Israel requests Security Council seat
Ambassador to the U.N Dani Gillerman submits formal request to the U.N. Security Council for Israel to be included as a member, says, ‘This is a very important moment for Israel, until recently no one thought this would be possible’; even if request accepted, country will have to wait 13 years for Council seat
Israel's ambassador to the U.N., Dan Gillerman, has submitted a formal request to the U.N. Security Council for Israel to be included as a member.
This marks the first time Israel has submitted its candidacy for a seat in the Security Council, and U.N. sources said reactions to the move have been positive.
Gillerman submitted the request during the monthly meeting of the Western European and Others Group (WEOG), which includes the U.S., Canada, Australia and New Zealand and Israel.
“This is a very important moment for Israel,” Gillerman said during the meeting.

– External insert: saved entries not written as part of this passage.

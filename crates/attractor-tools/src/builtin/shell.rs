use async_trait::async_trait;
use serde_json::json;

use crate::environment::ExecutionEnvironment;
use crate::tool::{Tool, ToolDefinition};
use crate::truncation::{truncate_output, TruncationMode};

const MAX_OUTPUT_CHARS: usize = 30_000;

pub struct ShellTool;

#[async_trait]
impl Tool for ShellTool {
    fn definition(&self) -> ToolDefinition {
        ToolDefinition {
            name: "shell".to_string(),
            description: "Execute a shell command.".to_string(),
            parameters: json!({
                "type": "object",
                "required": ["command"],
                "properties": {
                    "command": {
                        "type": "string",
                        "description": "The shell command to execute"
                    },
                    "timeout_ms": {
                        "type": "integer",
                        "description": "Timeout in milliseconds (default: 10000)",
                        "default": 10000
                    }
                }
            }),
        }
    }

    async fn execute(
        &self,
        arguments: serde_json::Value,
        env: &dyn ExecutionEnvironment,
    ) -> attractor_types::Result<String> {
        let command = arguments
            .get("command")
            .and_then(|v| v.as_str())
            .ok_or_else(|| attractor_types::AttractorError::ToolError {
                tool: "shell".into(),
                message: "command is required".into(),
            })?;

        let timeout_ms = arguments
            .get("timeout_ms")
            .and_then(|v| v.as_u64())
            .unwrap_or(10_000);

        let result = env.exec_command(command, timeout_ms, None, None).await?;

        let output = format!(
            "Exit code: {}\nStdout:\n{}\nStderr:\n{}",
            result.exit_code, result.stdout, result.stderr
        );

        Ok(truncate_output(&output, MAX_OUTPUT_CHARS, TruncationMode::HeadTail))
    }
}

“Until recently no one thought this would be possible.”
Even if Israel’s request to become a member of the Security Council is accepted, another 13 years have to pass until an Israeli representative can hold a seat in the Council, as all seats are reserved until 2018.

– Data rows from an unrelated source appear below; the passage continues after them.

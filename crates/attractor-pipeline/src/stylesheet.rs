//! CSS-like model configuration system for pipeline graphs.
//!
//! Parses stylesheet rules with selectors (`*`, `#id`, `.class`) and declarations
//! (`llm_model`, `llm_provider`, `reasoning_effort`), then applies them to pipeline
//! graph nodes respecting specificity ordering.

use crate::graph::{PipelineGraph, PipelineNode};
use attractor_types::AttractorError;

// ---------------------------------------------------------------------------
// Types
// ---------------------------------------------------------------------------

#[derive(Debug, Clone, PartialEq)]
pub struct Stylesheet {
    pub rules: Vec<Rule>,
}

#[derive(Debug, Clone, PartialEq)]
pub struct Rule {
    pub selector: Selector,
    pub declarations: Vec<Declaration>,
}

#[derive(Debug, Clone, PartialEq)]
pub enum Selector {
    /// `*` — matches every node.
    Universal,
    /// `#node_id` — matches a node by its id.
    Id(String),
    /// `.class_name` — matches nodes that contain the class.
    Class(String),
}

impl Selector {
    pub fn specificity(&self) -> u8 {
        match self {
            Selector::Universal => 0,
            Selector::Class(_) => 1,
            Selector::Id(_) => 2,
        }
    }

    pub fn matches(&self, node: &PipelineNode) -> bool {
        match self {
            Selector::Universal => true,
            Selector::Id(id) => node.id == *id,
            Selector::Class(class) => node.classes.contains(class),
        }
    }
}

#[derive(Debug, Clone, PartialEq)]
pub struct Declaration {
    pub property: String,
    pub value: String,
}

// ---------------------------------------------------------------------------
// Parser
// ---------------------------------------------------------------------------

struct Parser<'a> {
    input: &'a str,
    pos: usize,
}

impl<'a> Parser<'a> {
    fn new(input: &'a str) -> Self {
        Self { input, pos: 0 }
    }

    fn remaining(&self) -> &'a str {
        &self.input[self.pos..]
    }

    fn skip_whitespace_and_comments(&mut self) {
        loop {
            // Skip whitespace
            while self.pos < self.input.len()
                && self.input.as_bytes()[self.pos].is_ascii_whitespace()
            {
                self.pos += 1;
            }
            // Skip line comments (// ...)
            if self.remaining().starts_with("//") {
                while self.pos < self.input.len() && self.input.as_bytes()[self.pos] != b'\n' {
                    self.pos += 1;
                }
                continue;
            }
            // Skip block comments (/* ... */)
            if self.remaining().starts_with("/*") {
                self.pos += 2;
                while self.pos + 1 < self.input.len() {
                    if &self.input[self.pos..self.pos + 2] == "*/" {
                        self.pos += 2;
                        break;
                    }
                    self.pos += 1;
                }
                continue;
            }
            break;
        }
    }

    fn peek(&self) -> Option<u8> {
        self.input.as_bytes().get(self.pos).copied()
    }

    fn expect(&mut self, ch: u8) -> Result<(), AttractorError> {
        self.skip_whitespace_and_comments();
        match self.peek() {
            Some(c) if c == ch => {
                self.pos += 1;
                Ok(())
            }
            other => Err(self.error(format!(
                "expected '{}', found '{}'",
                ch as char,
                other.map(|c| c as char).unwrap_or('\0')
            ))),
        }
    }

    fn parse_identifier(&mut self) -> Result<String, AttractorError> {
        self.skip_whitespace_and_comments();
        let start = self.pos;
        while self.pos < self.input.len() {
            let c = self.input.as_bytes()[self.pos];
            if c.is_ascii_alphanumeric() || c == b'_' || c == b'-' {
                self.pos += 1;
            } else {
                break;
            }
        }
        if self.pos == start {
            return Err(self.error("expected identifier".to_string()));
        }
        Ok(self.input[start..self.pos].to_string())
    }

    fn parse_value(&mut self) -> Result<String, AttractorError> {
        self.skip_whitespace_and_comments();
        let start = self.pos;
        while self.pos < self.input.len() {
            let c = self.input.as_bytes()[self.pos];
            if c == b';' || c == b'}' {
                break;
            }
            self.pos += 1;
        }
        let val = self.input[start..self.pos].trim();
        if val.is_empty() {
            return Err(self.error("expected property value".to_string()));
        }
        Ok(val.to_string())
    }

    fn error(&self, message: String) -> AttractorError {
        // Compute line/col from pos
        let consumed = &self.input[..self.pos];
        let line = consumed.chars().filter(|&c| c == '\n').count() + 1;
        let col = consumed.rfind('\n').map(|i| self.pos - i).unwrap_or(self.pos + 1);
        AttractorError::ParseError {
            line,
            col,
            message,
            source_snippet: None,
        }
    }

    fn parse_selector(&mut self) -> Result<Selector, AttractorError> {
        self.skip_whitespace_and_comments();
        match self.peek() {
            Some(b'*') => {
                self.pos += 1;
                Ok(Selector::Universal)
            }
            Some(b'#') => {
                self.pos += 1;
                let id = self.parse_identifier()?;
                Ok(Selector::Id(id))
            }
            Some(b'.') => {
                self.pos += 1;
                let class = self.parse_identifier()?;
                Ok(Selector::Class(class))
            }
            other => Err(self.error(format!(
                "expected selector ('*', '#', or '.'), found '{}'",
                other.map(|c| c as char).unwrap_or('\0')
            ))),
        }
    }

    fn parse_declaration(&mut self) -> Result<Declaration, AttractorError> {
        let property = self.parse_identifier()?;
        self.expect(b':')?;
        let value = self.parse_value()?;
        Ok(Declaration { property, value })
    }

    fn parse_rule(&mut self) -> Result<Rule, AttractorError> {
        let selector = self.parse_selector()?;
        self.expect(b'{')?;

        let mut declarations = Vec::new();
        loop {
            self.skip_whitespace_and_comments();
            match self.peek() {
                Some(b'}') => {
                    self.pos += 1;
                    break;
                }
                None => return Err(self.error("unexpected end of input in rule body".to_string())),
                _ => {
                    let decl = self.parse_declaration()?;
                    declarations.push(decl);
                    // Consume optional semicolon
                    self.skip_whitespace_and_comments();
                    if self.peek() == Some(b';') {
                        self.pos += 1;
                    }
                }
            }
        }

        Ok(Rule {
            selector,
            declarations,
        })
    }

    fn parse_stylesheet(&mut self) -> Result<Stylesheet, AttractorError> {
        let mut rules = Vec::new();
        loop {
            self.skip_whitespace_and_comments();
            if self.pos >= self.input.len() {
                break;
            }
            rules.push(self.parse_rule()?);
        }
        if rules.is_empty() {
            return Err(self.error("stylesheet must contain at least one rule".to_string()));
        }
        Ok(Stylesheet { rules })
    }
}

/// Parse a CSS-like model stylesheet from a string.
pub fn parse_stylesheet(input: &str) -> Result<Stylesheet, AttractorError> {
    let mut parser = Parser::new(input);
    parser.parse_stylesheet()
}

// ---------------------------------------------------------------------------
// Application
// ---------------------------------------------------------------------------

/// Apply a stylesheet to a `PipelineGraph`, mutating nodes in-place.
///
/// Rules are applied in specificity order (Universal < Class < Id).
/// Within the same specificity level, later rules in the stylesheet win.
/// Explicit node attributes (fields that are already `Some`) are never overwritten.
pub fn apply_stylesheet(graph: &mut PipelineGraph, stylesheet: &Stylesheet) {
    for node in graph.all_nodes_mut() {
        // Save which fields were explicitly set on the node before stylesheet application.
        let had_llm_model = node.llm_model.is_some();
        let had_llm_provider = node.llm_provider.is_some();
        let had_reasoning_effort = node.reasoning_effort.is_some();

        // Collect matching rules, sorted by specificity ascending so that
        // higher-specificity rules overwrite lower-specificity ones.
        let mut matching: Vec<&Rule> = stylesheet
            .rules
            .iter()
            .filter(|r| r.selector.matches(node))
            .collect();
        matching.sort_by_key(|r| r.selector.specificity());

        // Apply declarations from lowest to highest specificity.
        // Higher specificity overwrites lower specificity values.
        // Explicit node attributes are never overwritten.
        for rule in matching {
            for decl in &rule.declarations {
                match decl.property.as_str() {
                    "llm_model" if !had_llm_model => {
                        node.llm_model = Some(decl.value.clone());
                    }
                    "llm_provider" if !had_llm_provider => {
                        node.llm_provider = Some(decl.value.clone());
                    }
                    "reasoning_effort" if !had_reasoning_effort => {
                        node.reasoning_effort = Some(decl.value.clone());
                    }
                    _ => {}
                }
            }
        }
    }
}

// ---------------------------------------------------------------------------
// Tests
// ---------------------------------------------------------------------------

However, the process of becoming a member must start now, a U.N. source explained.
The Security Council is one of the six major organs of the U.N., with the primary function of maintaining international peace and security. Currently, membership in the Security Council comprises 15 member States, five of which - China, France, Russia, United Kingdom and the United States - are permanent members and have veto power.
The 10 other member countries are: Algeria, Argentina, Benin, Tanzania, Brazil, Greece, Japan, the Philippines and Romania.
Despite the fact that Israel is a member of the WEOG, it has been unable to submit its candidacy for temporary membership in the Security Council due to the objection of the Arab and neutral countries.
Arab countries, however, have permanent Security Council representation; Syria preceded current representative Algeria.
The request to join the Council marks another step by Israel to become an equal member of the U.N. amid the recent improvement in the country’s relations with the organization.
Diplomats said Israel’s disengagement from Gaza and parts of the West Bank was instrumental in improving Israel-U.N. relations.
In this framework the U.N. recently held a special conference to mark 60 years since the liberation of the concentration camps and invited Gillerman to serve as one of the 20 U.N. General Assembly’s vice –presidents.
The first Israel General Assembly vice-president was the late Abba Eban.
The first meeting conducted by Gillerman was held last week, during which the ambassador invited Foreign Minister Silvan Shalom to the podium.